The old adage “if you can’t say anything nice don’t say anything at all” is proving itself over here at portesaintmonty to be a real little bitch (to quote Phoebe Bridgers), and it’s been hard to figure out how other people do it. Having decided to try to put forth a more constructive tone in my writing I find it much harder to know where to begin. A boon for the reader, I would imagine, as it mostly keeps me quite while keeping my contributions from reaching certain unfortunate hysterical heights. Yet niceness is its own danger, especially when you try and write it down: wanton positivity in writing is, like shiny happy people in music, easily the most excruciatingly insipid undertaking there is.
Happiness is horrid—easily the grimmest assignment I have ever faced. Nonetheless, I am determined to grin and bear it—at least until the end of this year. I’ve chosen to believe that it’s all a matter of perspective. A big part of that is pretending that whatever happens, no matter what, it’s a damn good thing. Yesterday, for instance, I got to experience a windstorm up close and personal—in my own apartment. I am grateful for that. Damn grateful.
Vancouver’s weather has been, how can I say this in a complimentary way?—exploring streaks of creativity this year in ways previously unimaginable. At the hottest second of the hottest minute of the hottest day of the year—precisely, in other words, at the hottest moment on record ever in this city—the interior pane of one of upper floor windows cracked from the heat. The trauma our window suffered also buckled the window above it into a permanently wide-open position. Lucky for us.
Yes, lucky because we’d have roasted ourselves alive if the window had become stuck in the closed position. But that was just the start of our good fortune. We kept right on being lucky right through fall and into winter because—although the hottest day of the year was almost three months ago now—our building has still not fixed our windows. What a break, because if they had fixed it, I might just have closed it tight and tried to stay warm. Like a sucker.
Writers are always making the wind do things like howl and shriek, which I think is unfair; because the wind, in my experience, keeps its shit together a lot more than people give it credit for. But this time it really was making noises that I didn’t know wind knew how to make. I sympathized with it because clearly it was extremely pissed off about something and I’ve been there. The blinds covering the window began to shake like they were going to rip their moorings free from the ceiling. Solid at the base, the blinds were also banging the cracked window pane so aggressively you almost sensed the heat had hired the wind to come back and finish the job right.
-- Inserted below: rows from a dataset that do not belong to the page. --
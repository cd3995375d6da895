//! Data-source enumeration.
//!
//! A hierarchy is an ordered list of source name patterns plus a data
//! directory. For a given scope the hierarchy yields concrete source names
//! (highest priority first) and resolves each to the document file that
//! level would be read from.

use std::path::{Path, PathBuf};

use serde::Serialize;
use tracing::debug;

use crate::config::Settings;
use crate::core::interpolate::interpolate;
use crate::core::types::Scope;

/// Default file extension of hierarchy documents.
pub const DOCUMENT_EXTENSION: &str = "json";

/// The ordered data sources a backend consults.
#[derive(Debug, Clone, PartialEq)]
pub struct Hierarchy {
    levels: Vec<String>,
    datadir: String,
}

/// One enumerated data source and where its document would live.
#[derive(Debug, Clone, PartialEq, Serialize)]
pub struct SourceStatus {
    pub source: String,
    pub path: PathBuf,
    pub exists: bool,
}

impl Hierarchy {
    pub fn new(levels: Vec<String>, datadir: String) -> Self {
        Self { levels, datadir }
    }

    /// Build a hierarchy from settings, taking the data directory from the
    /// named backend section (falling back to the top-level `datadir`).
    pub fn from_settings(settings: &Settings, section: &str) -> Self {
        Self::new(settings.hierarchy(), settings.datadir_for(section))
    }

    /// Enumerate source names for a scope, highest priority first.
    ///
    /// An order override is consulted before the configured levels. Every
    /// entry is interpolated against the scope; entries that interpolate to
    /// the empty string are skipped.
    pub fn datasources(&self, scope: &Scope, order_override: Option<&str>) -> Vec<String> {
        let mut sources = Vec::with_capacity(self.levels.len() + 1);

        for level in order_override.iter().copied().chain(self.levels.iter().map(String::as_str)) {
            let source = interpolate(level, scope);
            if source.is_empty() {
                continue;
            }
            sources.push(source);
        }

        sources
    }

    /// The document path a source would be read from, regardless of whether
    /// the file exists.
    pub fn candidate(&self, scope: &Scope, source: &str, extension: &str) -> PathBuf {
        let datadir = interpolate(&self.datadir, scope);
        Path::new(&datadir).join(format!("{source}.{extension}"))
    }

    /// The document path for a source, or `None` when no document exists at
    /// this hierarchy level.
    pub fn datafile(&self, scope: &Scope, source: &str, extension: &str) -> Option<PathBuf> {
        let path = self.candidate(scope, source, extension);
        if path.is_file() {
            Some(path)
        } else {
            debug!(%source, path = %path.display(), "no document for data source");
            None
        }
    }

    /// Enumerate sources together with their document paths and existence,
    /// for diagnostics.
    pub fn statuses(&self, scope: &Scope) -> Vec<SourceStatus> {
        self.datasources(scope, None)
            .into_iter()
            .map(|source| {
                let path = self.candidate(scope, &source, DOCUMENT_EXTENSION);
                let exists = path.is_file();
                SourceStatus {
                    source,
                    path,
                    exists,
                }
            })
            .collect()
    }
}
I opened the blinds because it was too dangerous to keep them down and then it was just the wind. For a few minutes I shared the rage of the wind fully. If we weren’t tenants in a certain neighbourhood of the city, if we belonged to a better strata of society or a strata association (boom), would they have neglected required maintenance for so long that living conditions bordered on the absurd? But then I looked down below and saw powerlines and traffic lights bowing lowly and gesticulating madly like the wind had provoked them into a contest of manners, and then I read about the mudslides and the evacuation of Merritt and I shut my stupid mouth. My eyes fell to the street and I saw the same awning-covered cubicle that had sheltered the girl with blue hair for so many nights this summer and fall. She wasn’t there now, but, right before the rainy season began, she’d returned. Only for one night. Staff from a local community centre came to talk to her the first morning she was back. She left in an ambulance. The staff later gathered up her possessions, presumably to forward them to her wherever she’d ended up.
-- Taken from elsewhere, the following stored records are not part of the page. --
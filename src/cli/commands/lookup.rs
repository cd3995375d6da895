use anyhow::Result;

use super::{build_scope, build_settings};
use crate::cli::args::LookupCommand;
use crate::cli::exit_status::ExitStatus;
use crate::cli::report;
use crate::core::{DataBackend, ResolutionType, Router};

pub fn lookup(cmd: LookupCommand) -> Result<ExitStatus> {
    let settings = build_settings(&cmd.args)?;
    let scope = build_scope(&cmd.args)?;
    let router = Router::new(settings)?;

    let resolution: ResolutionType = cmd.resolution.into();
    match router.lookup(&cmd.key, &scope, cmd.order_override.as_deref(), &resolution)? {
        Some(answer) => {
            report::print_answer(&answer)?;
            Ok(ExitStatus::Success)
        }
        None => {
            report::print_not_found(&cmd.key);
            Ok(ExitStatus::Failure)
        }
    }
}
use std::{fs, path::Path};

use anyhow::Result;
use colored::Colorize;

use crate::cli::exit_status::ExitStatus;
use crate::cli::report::SUCCESS_MARK;
use crate::config::{CONFIG_FILE_NAME, default_settings_json};

pub fn init() -> Result<ExitStatus> {
    let config_path = Path::new(CONFIG_FILE_NAME);
    if config_path.exists() {
        anyhow::bail!("{} already exists", CONFIG_FILE_NAME);
    }

    fs::write(config_path, default_settings_json()?)?;
    println!("{} Created {}", SUCCESS_MARK.green(), CONFIG_FILE_NAME);
    Ok(ExitStatus::Success)
}
//! Command dispatch.

use anyhow::Result;

use super::args::{Arguments, Command};
use super::commands::{init::init, lookup::lookup, sources::sources};
use super::exit_status::ExitStatus;

pub fn run(Arguments { command }: Arguments) -> Result<ExitStatus> {
    match command {
        Some(Command::Lookup(cmd)) => lookup(cmd),
        Some(Command::Sources(cmd)) => sources(cmd),
        Some(Command::Init) => init(),
        None => {
            anyhow::bail!("No command provided. Use --help to see available commands.")
        }
    }
}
It’s too cold to sleep rough, and that particular spot offers less shelter than it seems. But that hasn’t stopped several heirs to the awning from giving it a try. Even in the rain and in the wind, people are determined to make-believe that there is a dry patch there that no rain can reach. There is. But it’s the size of a yoga mat. Still, mind over a matter is a powerful thing and I share in solidarity the determined imperviousness to the elements of all forced to face it head-on. Now, no matter how furious the wind, I continue to smile. Who wouldn’t smile? Winter and my window are helping me learn the unlearnable lesson of patience. Worse, no matter how outraged I become, I look across the street and I can’t even stay that way.
I know—It’s not fair.
Unless it is.
The sky isn’t always fair, though. Clouds are real. I’m positive about that.